§ What the task requires
Report how many lines of the data below contain "DateTime". Give nothing besides the number.

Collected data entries
'''
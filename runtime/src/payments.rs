//! Payment URL issuance and renewal.
//!
//! The gateway round-trip happens before the write transaction so no row lock
//! is held across network I/O. The order is re-checked under the aggregate
//! lock afterwards; if it left `pending` in the meantime the freshly issued
//! URL is discarded.

use serde::Serialize;
use tripdesk_core::gateway::PaymentUrlRequest;
use tripdesk_core::types::{
    Actor, Money, NewOrderPayment, OrderPayment, OrderStatus, PaymentId, PaymentStatus,
};
use tripdesk_core::{DateTime, EngineError, OrderStore, Result, StoreTransaction, Utc};

use crate::engine::{Engine, activity};
use crate::metrics::EngineMetrics;
use crate::orders::{lock_order, payer_of};

/// What the payer needs to complete a payment.
#[derive(Clone, Debug, PartialEq, Eq, Serialize)]
pub struct OrderPaymentView {
    /// Order the payment belongs to
    pub order_code: String,
    /// Payment row id, stable across renewals
    pub payment_id: PaymentId,
    /// Amount to collect
    pub amount: Money,
    /// Current payment status
    pub status: PaymentStatus,
    /// Gateway redirect URL
    pub payment_url: String,
    /// When the URL stops working
    pub expired_at: DateTime<Utc>,
    /// `true` when an existing payment row was renewed
    pub renewed: bool,
}

impl OrderPaymentView {
    fn new(order_code: &str, payment: &OrderPayment, renewed: bool) -> Self {
        Self {
            order_code: order_code.to_string(),
            payment_id: payment.id,
            amount: payment.amount,
            status: payment.status,
            payment_url: payment.payment_url.clone(),
            expired_at: payment.expired_at,
            renewed,
        }
    }
}

fn ensure_pending(code: &str, status: OrderStatus) -> Result<()> {
    if status.is_terminal() {
        Err(EngineError::OrderClosed {
            code: code.to_string(),
            status,
        })
    } else {
        Ok(())
    }
}

impl<S: OrderStore> Engine<S> {
    /// Issue a payment URL for a `pending` order, or renew the existing one.
    ///
    /// Renewal keeps the payment id, replaces URL, amount and expiry, and puts
    /// the payment back into `processing`.
    ///
    /// # Errors
    ///
    /// - `InvalidAmount` for a non-positive amount
    /// - `OrderNotFound`
    /// - `PayerMismatch` when the actor is not the order's payer
    /// - `OrderClosed` when the order is no longer `pending`
    /// - gateway errors (`Timeout` / `Unavailable` are retryable)
    pub async fn update_payment(
        &self,
        actor: &Actor,
        order_code: &str,
        amount: Money,
    ) -> Result<OrderPaymentView> {
        amount.ensure_positive()?;

        let (order, payer) = self
            .transaction("update_payment.read", |mut tx| async move {
                let result: Result<_> = async {
                    let order = tx.order_by_code(order_code).await?.ok_or_else(|| {
                        EngineError::OrderNotFound {
                            code: order_code.to_string(),
                        }
                    })?;
                    let payer = payer_of(&mut tx, &order).await?;
                    Ok((order, payer))
                }
                .await;
                (tx, result)
            })
            .await?;

        if actor.code != payer.code {
            return Err(EngineError::PayerMismatch {
                order_code: order.code,
            });
        }
        ensure_pending(&order.code, order.status)?;

        let payment_url = self
            .env
            .gateway
            .request_payment_url(PaymentUrlRequest {
                payer_email: payer.email.clone(),
                payer_name: payer.name.clone(),
                order_code: order.code.clone(),
                amount,
            })
            .await
            .inspect_err(|error| {
                tracing::warn!(order = %order.code, %error, "Payment URL request failed");
            })?;

        let ttl = chrono::Duration::from_std(self.config.payment_url_ttl)
            .map_err(|e| EngineError::Internal(format!("payment url ttl: {e}")))?;
        let now = self.now();
        let expired_at = now + ttl;
        let payer_id = payer.id;

        let view = self
            .transaction("update_payment", |mut tx| async move {
                let result: Result<_> = async {
                    let order = lock_order(&mut tx, order_code).await?;
                    // A re-placement may have switched payers since the read above.
                    if order.payer_id != payer_id {
                        return Err(EngineError::PayerMismatch {
                            order_code: order.code,
                        });
                    }
                    ensure_pending(&order.code, order.status)?;

                    let (payment, renewed) = match tx.payment_by_order(order.id).await? {
                        Some(mut payment) => {
                            payment.amount = amount;
                            payment.payment_url = payment_url;
                            payment.expired_at = expired_at;
                            payment.status = PaymentStatus::Processing;
                            payment.updated_at = now;
                            tx.update_payment(&payment).await?;
                            (payment, true)
                        }
                        None => {
                            let payment = tx
                                .insert_payment(NewOrderPayment {
                                    order_id: order.id,
                                    amount,
                                    payment_url,
                                    expired_at,
                                    created_at: now,
                                })
                                .await?;
                            (payment, false)
                        }
                    };

                    let action = if renewed { "payment.renewed" } else { "payment.requested" };
                    tx.record_activity(&activity(actor, &actor.code, action, &order.code, now))
                        .await?;
                    Ok(OrderPaymentView::new(&order.code, &payment, renewed))
                }
                .await;
                (tx, result)
            })
            .await?;

        EngineMetrics::payment_requested(view.renewed);
        tracing::info!(
            order = %view.order_code,
            payment_id = %view.payment_id,
            renewed = view.renewed,
            amount = %view.amount,
            "Payment URL issued"
        );
        Ok(view)
    }

    /// The payment of an order.
    ///
    /// # Errors
    ///
    /// Returns `OrderNotFound` or `PaymentNotFound`.
    pub async fn payment(&self, order_code: &str) -> Result<OrderPayment> {
        self.transaction("payment", |mut tx| async move {
            let result: Result<_> = async {
                let order = tx.order_by_code(order_code).await?.ok_or_else(|| {
                    EngineError::OrderNotFound {
                        code: order_code.to_string(),
                    }
                })?;
                tx.payment_by_order(order.id)
                    .await?
                    .ok_or_else(|| EngineError::PaymentNotFound {
                        order_code: order.code.clone(),
                    })
            }
            .await;
            (tx, result)
        })
        .await
    }
}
'''
§ Exercise response
2